El Kintsugi de tu alma: el oro escondido en tus grietas
Hay un arte japonés muy antiguo que me encanta. Se llama Kintsugi. Cuando una vasija se rompe, en lugar de tirarla o disimular el daño, los artesanos rellenan las grietas con oro. El resultado no esconde la rotura: la celebra. La pieza queda más hermosa que antes, justamente por haberse roto. Cada vez que lo cuento se me eriza la piel, porque pienso en vos, en mí, en todas las que transitamos un camino de fertilidad cargando heridas que creíamos que nos hacían menos.
Tus grietas no te rompen: te cuentan
Este proceso deja marcas. Pérdidas, esperas, intentos, noticias que no llegaron. A veces sentimos que esas grietas nos quebraron para siempre, que algo se nos arruinó por dentro. Y la energía con la que cargamos esa idea —“estoy rota”, “ya no sirvo igual”— nos pesa muchísimo. Vivimos tapando, disimulando, tratando de volver a ser la de antes.
Pero, ¿y si no se tratara de volver a ser la de antes? El Kintsugi nos propone algo distinto y profundamente reparador: no negar lo que dolió, sino integrarlo. Pasarle oro por encima. Reconocer que esas experiencias, aunque no las elegimos, hoy forman parte de quién sos, y que de ellas también nace una sensibilidad, una fuerza y una hondura que antes no tenías.
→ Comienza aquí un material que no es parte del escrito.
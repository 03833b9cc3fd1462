//! A shared cache of parsed templates keyed by source string.
use crate::template::{Template, parse_template};
use std::collections::HashMap;
use std::sync::{Arc, RwLock};

pub const DEFAULT_CACHE_CAPACITY: usize = 1024;

/// Parsing is pure, so a cached template is always valid for its source.
/// When the cache is full it is cleared rather than evicting piecemeal.
#[derive(Debug)]
pub struct TemplateCache {
    capacity: usize,
    entries: RwLock<HashMap<String, Arc<Template>>>,
}

impl Default for TemplateCache {
    fn default() -> Self {
        Self::new(DEFAULT_CACHE_CAPACITY)
    }
}

impl TemplateCache {
    /// A capacity of zero disables caching.
    pub fn new(capacity: usize) -> Self {
        Self {
            capacity,
            entries: RwLock::new(HashMap::new()),
        }
    }

    pub fn get_or_parse(&self, source: &str) -> Arc<Template> {
        if let Ok(entries) = self.entries.read()
            && let Some(hit) = entries.get(source)
        {
            return Arc::clone(hit);
        }

        let template = Arc::new(parse_template(source));
        if self.capacity == 0 {
            return template;
        }
        if let Ok(mut entries) = self.entries.write() {
            if entries.len() >= self.capacity {
                log::debug!("Template cache full ({} entries); clearing", entries.len());
                entries.clear();
            }
            entries.insert(source.to_string(), Arc::clone(&template));
        }
        template
    }

    pub fn len(&self) -> usize {
        self.entries.read().map(|e| e.len()).unwrap_or(0)
    }

    pub fn is_empty(&self) -> bool {
        self.len() == 0
    }

    pub fn clear(&self) {
        if let Ok(mut entries) = self.entries.write() {
            entries.clear();
        }
    }
}
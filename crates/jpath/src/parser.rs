//! A `nom`-based parser for binding paths.
//!
//! ```text
//! path    := segment ('.' (call | segment))*
//! segment := key ('[' digits ']')?
//! call    := ident '(' field? ')'
//! ```
//!
//! Keys may contain any character except `.[]()`, so table and column names
//! with spaces survive. Surrounding whitespace on keys is trimmed.
use super::ast::{PathExpr, PathSegment};
use crate::aggregate::AggregateFn;
use crate::error::JPathError;
use nom::{
    IResult, Parser,
    branch::alt,
    bytes::complete::{is_not, take_while},
    character::complete::{alpha1, char, multispace0, u64 as nom_u64},
    combinator::{map, map_res, opt, recognize, verify},
    multi::many0,
    sequence::{delimited, pair, preceded},
};

// --- Main Public Parser ---

pub fn parse_path(input: &str) -> Result<PathExpr, JPathError> {
    let trimmed = input.trim();
    let segments = match full_path(trimmed) {
        Ok(("", segments)) => segments,
        Ok((rem, _)) => {
            return Err(JPathError::PathParse(
                input.to_string(),
                format!("Parser did not consume all input. Remainder: '{}'", rem),
            ));
        }
        Err(e) => return Err(JPathError::PathParse(input.to_string(), e.to_string())),
    };

    let last = segments.len().saturating_sub(1);
    if let Some((pos, PathSegment::Call { func, .. })) = segments
        .iter()
        .enumerate()
        .find(|(_, s)| matches!(s, PathSegment::Call { .. }))
        && pos != last
    {
        return Err(JPathError::MisplacedCall(
            func.as_str().to_string(),
            input.to_string(),
        ));
    }

    Ok(PathExpr { segments })
}

// --- Combinators ---

fn full_path(input: &str) -> IResult<&str, Vec<PathSegment>> {
    map(
        pair(
            keyed_segment,
            many0(preceded(char('.'), alt((call_segment, keyed_segment)))),
        ),
        |(first, rest)| first.into_iter().chain(rest.into_iter().flatten()).collect(),
    )
    .parse(input)
}

fn key(input: &str) -> IResult<&str, &str> {
    map(
        verify(is_not(".[]()"), |s: &str| !s.trim().is_empty()),
        str::trim,
    )
    .parse(input)
}

fn index(input: &str) -> IResult<&str, usize> {
    map(delimited(char('['), ws(nom_u64), char(']')), |i| i as usize).parse(input)
}

/// A key with its optional index, flattened into one or two segments.
fn keyed_segment(input: &str) -> IResult<&str, Vec<PathSegment>> {
    map(pair(key, opt(index)), |(k, idx)| {
        let mut segments = vec![PathSegment::Key(k.to_string())];
        if let Some(i) = idx {
            segments.push(PathSegment::Index(i));
        }
        segments
    })
    .parse(input)
}

// --- Aggregation Call Parser ---

fn identifier(input: &str) -> IResult<&str, &str> {
    recognize(pair(
        alpha1,
        take_while(|c: char| c.is_alphanumeric() || c == '_'),
    ))
    .parse(input)
}

fn call_segment(input: &str) -> IResult<&str, Vec<PathSegment>> {
    let (input, func) = map_res(ws(identifier), str::parse::<AggregateFn>).parse(input)?;
    let (input, field) = delimited(char('('), opt(is_not(")")), char(')')).parse(input)?;
    let (input, _) = multispace0(input)?;

    let field = field.map(str::trim).filter(|f| !f.is_empty()).map(String::from);
    Ok((input, vec![PathSegment::Call { func, field }]))
}

/// A combinator that takes a parser `inner` and produces a parser that consumes surrounding whitespace.
fn ws<'a, F, O, E>(inner: F) -> impl Parser<&'a str, Output = O, Error = E>
where
    F: Parser<&'a str, Output = O, Error = E>,
    E: nom::error::ParseError<&'a str>,
{
    delimited(multispace0, inner, multispace0)
}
En el Club de la Fertilidad Consciente hicimos una clase entera alrededor de esta idea, “El Kintsugi de tu alma”, y fue de las más movilizantes. Porque mirar las propias grietas da miedo, y mucho más sola. Ahí es donde el Club se vuelve refugio: un espacio de red y sostén donde, de mujer a mujer, nos animamos a mostrar lo roto sin que nadie nos apure a estar bien. No vendemos una vasija perfecta; te acompañamos a ponerle oro a la tuya, con herramientas concretas y compañía real.
Habitar la herida con presencia
Quiero ser honesta con vos: integrar lo que dolió no es un trámite alegre. Hay días en que el oro tarda en aparecer y solo está la grieta abierta. Habitar el cuerpo y la mente con presencia también es eso: quedarte un ratito con lo que duele sin salir corriendo, sin exigirte una sonrisa. Esa ternura hacia tu propia historia es, muchas veces, el primer trazo dorado. No estás rota; estás en plena restauración, y eso lleva su tiempo.
Para llevarte a casa
Te dejo una práctica breve. Tomá un papel y escribí una experiencia de este camino que sentís como una “grieta”. Al lado, anotá una sola cosa que esa experiencia te enseñó, te despertó o te ablandó. No para justificar el dolor, sino para reconocer el oro que ya está ahí, aunque sea fino. Guardá ese papel; es tuyo.
Como siempre, te recuerdo que cada proceso es único y diferente, y que nada de esto reemplaza el acompañamiento de tu médica o médico de confianza; es un complemento amoroso, jamás una verdad absoluta. Y te dejo esta pregunta para el final: si tus grietas pudieran hablar, ¿qué parte de tu fuerza te contarían?